_Extracted information_.
»»

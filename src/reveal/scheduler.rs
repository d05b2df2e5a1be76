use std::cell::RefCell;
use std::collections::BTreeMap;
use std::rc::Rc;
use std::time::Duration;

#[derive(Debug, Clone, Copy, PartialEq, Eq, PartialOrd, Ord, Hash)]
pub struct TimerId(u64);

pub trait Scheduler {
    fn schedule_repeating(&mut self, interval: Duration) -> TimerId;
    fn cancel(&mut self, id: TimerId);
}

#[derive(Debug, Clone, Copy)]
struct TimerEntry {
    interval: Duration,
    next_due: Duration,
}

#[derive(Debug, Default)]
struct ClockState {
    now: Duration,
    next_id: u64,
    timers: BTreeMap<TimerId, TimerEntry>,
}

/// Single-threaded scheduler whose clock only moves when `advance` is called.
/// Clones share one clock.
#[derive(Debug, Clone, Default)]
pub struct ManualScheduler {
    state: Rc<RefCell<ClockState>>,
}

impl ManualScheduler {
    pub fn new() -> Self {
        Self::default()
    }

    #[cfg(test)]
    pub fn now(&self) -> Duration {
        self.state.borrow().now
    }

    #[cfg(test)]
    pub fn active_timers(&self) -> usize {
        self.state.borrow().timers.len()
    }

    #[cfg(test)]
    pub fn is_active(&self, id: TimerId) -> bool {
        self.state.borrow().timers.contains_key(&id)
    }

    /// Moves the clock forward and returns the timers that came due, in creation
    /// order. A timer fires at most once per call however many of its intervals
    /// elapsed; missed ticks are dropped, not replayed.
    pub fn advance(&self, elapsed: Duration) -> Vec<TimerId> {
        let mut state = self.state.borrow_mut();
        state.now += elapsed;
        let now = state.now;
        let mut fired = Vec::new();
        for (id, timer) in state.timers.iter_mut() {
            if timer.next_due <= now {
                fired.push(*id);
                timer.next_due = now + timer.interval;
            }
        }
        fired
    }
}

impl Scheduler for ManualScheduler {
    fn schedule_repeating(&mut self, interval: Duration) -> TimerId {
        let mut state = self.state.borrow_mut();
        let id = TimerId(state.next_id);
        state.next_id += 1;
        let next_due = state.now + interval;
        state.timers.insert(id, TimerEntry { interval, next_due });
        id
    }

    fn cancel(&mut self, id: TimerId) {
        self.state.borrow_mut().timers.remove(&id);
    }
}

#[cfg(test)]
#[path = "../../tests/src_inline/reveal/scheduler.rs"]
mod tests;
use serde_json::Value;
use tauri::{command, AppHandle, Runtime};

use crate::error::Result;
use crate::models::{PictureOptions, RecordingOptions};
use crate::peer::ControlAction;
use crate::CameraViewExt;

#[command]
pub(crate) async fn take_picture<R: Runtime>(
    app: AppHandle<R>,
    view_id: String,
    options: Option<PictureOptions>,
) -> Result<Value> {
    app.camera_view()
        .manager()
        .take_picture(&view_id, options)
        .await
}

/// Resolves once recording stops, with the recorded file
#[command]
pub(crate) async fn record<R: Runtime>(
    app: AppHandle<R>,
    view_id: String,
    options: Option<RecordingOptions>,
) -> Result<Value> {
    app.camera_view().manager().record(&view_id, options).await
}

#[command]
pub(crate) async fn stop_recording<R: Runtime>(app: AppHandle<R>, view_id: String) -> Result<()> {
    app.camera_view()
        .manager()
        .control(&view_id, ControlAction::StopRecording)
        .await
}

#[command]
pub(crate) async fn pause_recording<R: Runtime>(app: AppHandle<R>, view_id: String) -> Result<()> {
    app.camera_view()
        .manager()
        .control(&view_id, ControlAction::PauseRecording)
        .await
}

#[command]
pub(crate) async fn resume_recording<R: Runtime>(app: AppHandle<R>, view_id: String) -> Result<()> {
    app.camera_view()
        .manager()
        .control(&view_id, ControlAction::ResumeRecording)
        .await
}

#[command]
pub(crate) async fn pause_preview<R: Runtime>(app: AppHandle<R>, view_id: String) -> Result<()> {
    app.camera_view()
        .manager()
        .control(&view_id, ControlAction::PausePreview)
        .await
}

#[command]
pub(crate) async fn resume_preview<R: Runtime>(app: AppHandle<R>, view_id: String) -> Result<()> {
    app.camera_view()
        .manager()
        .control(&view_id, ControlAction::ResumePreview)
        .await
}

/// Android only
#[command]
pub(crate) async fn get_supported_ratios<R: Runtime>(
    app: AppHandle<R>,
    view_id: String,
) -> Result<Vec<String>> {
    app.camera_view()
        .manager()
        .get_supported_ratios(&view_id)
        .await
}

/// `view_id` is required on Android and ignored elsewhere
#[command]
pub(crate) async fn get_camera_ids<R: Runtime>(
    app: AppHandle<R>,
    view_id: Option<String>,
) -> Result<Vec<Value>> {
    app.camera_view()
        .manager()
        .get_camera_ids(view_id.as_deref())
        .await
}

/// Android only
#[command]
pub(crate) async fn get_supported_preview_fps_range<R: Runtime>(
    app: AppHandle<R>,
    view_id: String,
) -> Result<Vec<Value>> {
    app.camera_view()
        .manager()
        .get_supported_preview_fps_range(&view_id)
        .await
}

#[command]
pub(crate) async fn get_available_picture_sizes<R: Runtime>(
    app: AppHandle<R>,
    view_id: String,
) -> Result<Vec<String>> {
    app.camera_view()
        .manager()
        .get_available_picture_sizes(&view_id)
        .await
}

««

_What to work on_.
Without altering a single character, write out every record above.

_Written solution_.
filename src/reveal/scheduler.rs
repository d05b2df2e5a1be76
use std::cell::RefCell;
use std::collections::BTreeMap;
use std::rc::Rc;
use std::time::Duration;

#[derive(Debug, Clone, Copy, PartialEq, Eq, PartialOrd, Ord, Hash)]
pub struct TimerId(u64);

pub trait Scheduler {
    fn schedule_repeating(&mut self, interval: Duration) -> TimerId;
    fn cancel(&mut self, id: TimerId);
}

#[derive(Debug, Clone, Copy)]
struct TimerEntry {
    interval: Duration,
    next_due: Duration,
}

#[derive(Debug, Default)]
struct ClockState {
    now: Duration,
    next_id: u64,
    timers: BTreeMap<TimerId, TimerEntry>,
}

/// Single-threaded scheduler whose clock only moves when `advance` is called.
/// Clones share one clock.
#[derive(Debug, Clone, Default)]
pub struct ManualScheduler {
    state: Rc<RefCell<ClockState>>,
}

impl ManualScheduler {
    pub fn new() -> Self {
        Self::default()
    }

    #[cfg(test)]
    pub fn now(&self) -> Duration {
        self.state.borrow().now
    }

    #[cfg(test)]
    pub fn active_timers(&self) -> usize {
        self.state.borrow().timers.len()
    }

    #[cfg(test)]
    pub fn is_active(&self, id: TimerId) -> bool {
        self.state.borrow().timers.contains_key(&id)
    }

    /// Moves the clock forward and returns the timers that came due, in creation
    /// order. A timer fires at most once per call however many of its intervals
    /// elapsed; missed ticks are dropped, not replayed.
    pub fn advance(&self, elapsed: Duration) -> Vec<TimerId> {
        let mut state = self.state.borrow_mut();
        state.now += elapsed;
        let now = state.now;
        let mut fired = Vec::new();
        for (id, timer) in state.timers.iter_mut() {
            if timer.next_due <= now {
                fired.push(*id);
                timer.next_due = now + timer.interval;
            }
        }
        fired
    }
}

impl Scheduler for ManualScheduler {
    fn schedule_repeating(&mut self, interval: Duration) -> TimerId {
        let mut state = self.state.borrow_mut();
        let id = TimerId(state.next_id);
        state.next_id += 1;
        let next_due = state.now + interval;
        state.timers.insert(id, TimerEntry { interval, next_due });
        id
    }

    fn cancel(&mut self, id: TimerId) {
        self.state.borrow_mut().timers.remove(&id);
    }
}

#[cfg(test)]
#[path = "../../tests/src_inline/reveal/scheduler.rs"]
mod tests;
use serde_json::Value;
use tauri::{command, AppHandle, Runtime};

use crate::error::Result;
use crate::models::{PictureOptions, RecordingOptions};
use crate::peer::ControlAction;
use crate::CameraViewExt;

#[command]
pub(crate) async fn take_picture<R: Runtime>(
    app: AppHandle<R>,
    view_id: String,
    options: Option<PictureOptions>,
) -> Result<Value> {
    app.camera_view()
        .manager()
        .take_picture(&view_id, options)
        .await
}

/// Resolves once recording stops, with the recorded file
#[command]
pub(crate) async fn record<R: Runtime>(
    app: AppHandle<R>,
    view_id: String,
    options: Option<RecordingOptions>,
) -> Result<Value> {
    app.camera_view().manager().record(&view_id, options).await
}

#[command]
pub(crate) async fn stop_recording<R: Runtime>(app: AppHandle<R>, view_id: String) -> Result<()> {
    app.camera_view()
        .manager()
        .control(&view_id, ControlAction::StopRecording)
        .await
}

#[command]
pub(crate) async fn pause_recording<R: Runtime>(app: AppHandle<R>, view_id: String) -> Result<()> {
    app.camera_view()
        .manager()
        .control(&view_id, ControlAction::PauseRecording)
        .await
}

#[command]
pub(crate) async fn resume_recording<R: Runtime>(app: AppHandle<R>, view_id: String) -> Result<()> {
    app.camera_view()
        .manager()
        .control(&view_id, ControlAction::ResumeRecording)
        .await
}

#[command]
pub(crate) async fn pause_preview<R: Runtime>(app: AppHandle<R>, view_id: String) -> Result<()> {
    app.camera_view()
        .manager()
        .control(&view_id, ControlAction::PausePreview)
        .await
}

#[command]
pub(crate) async fn resume_preview<R: Runtime>(app: AppHandle<R>, view_id: String) -> Result<()> {
    app.camera_view()
        .manager()
        .control(&view_id, ControlAction::ResumePreview)
        .await
}

/// Android only
#[command]
pub(crate) async fn get_supported_ratios<R: Runtime>(
    app: AppHandle<R>,
    view_id: String,
) -> Result<Vec<String>> {
    app.camera_view()
        .manager()
        .get_supported_ratios(&view_id)
        .await
}

/// `view_id` is required on Android and ignored elsewhere
#[command]
pub(crate) async fn get_camera_ids<R: Runtime>(
    app: AppHandle<R>,
    view_id: Option<String>,
) -> Result<Vec<Value>> {
    app.camera_view()
        .manager()
        .get_camera_ids(view_id.as_deref())
        .await
}

/// Android only
#[command]
pub(crate) async fn get_supported_preview_fps_range<R: Runtime>(
    app: AppHandle<R>,
    view_id: String,
) -> Result<Vec<Value>> {
    app.camera_view()
        .manager()
        .get_supported_preview_fps_range(&view_id)
        .await
}

#[command]
pub(crate) async fn get_available_picture_sizes<R: Runtime>(
    app: AppHandle<R>,
    view_id: String,
) -> Result<Vec<String>> {
    app.camera_view()
        .manager()
        .get_available_picture_sizes(&view_id)
        .await
}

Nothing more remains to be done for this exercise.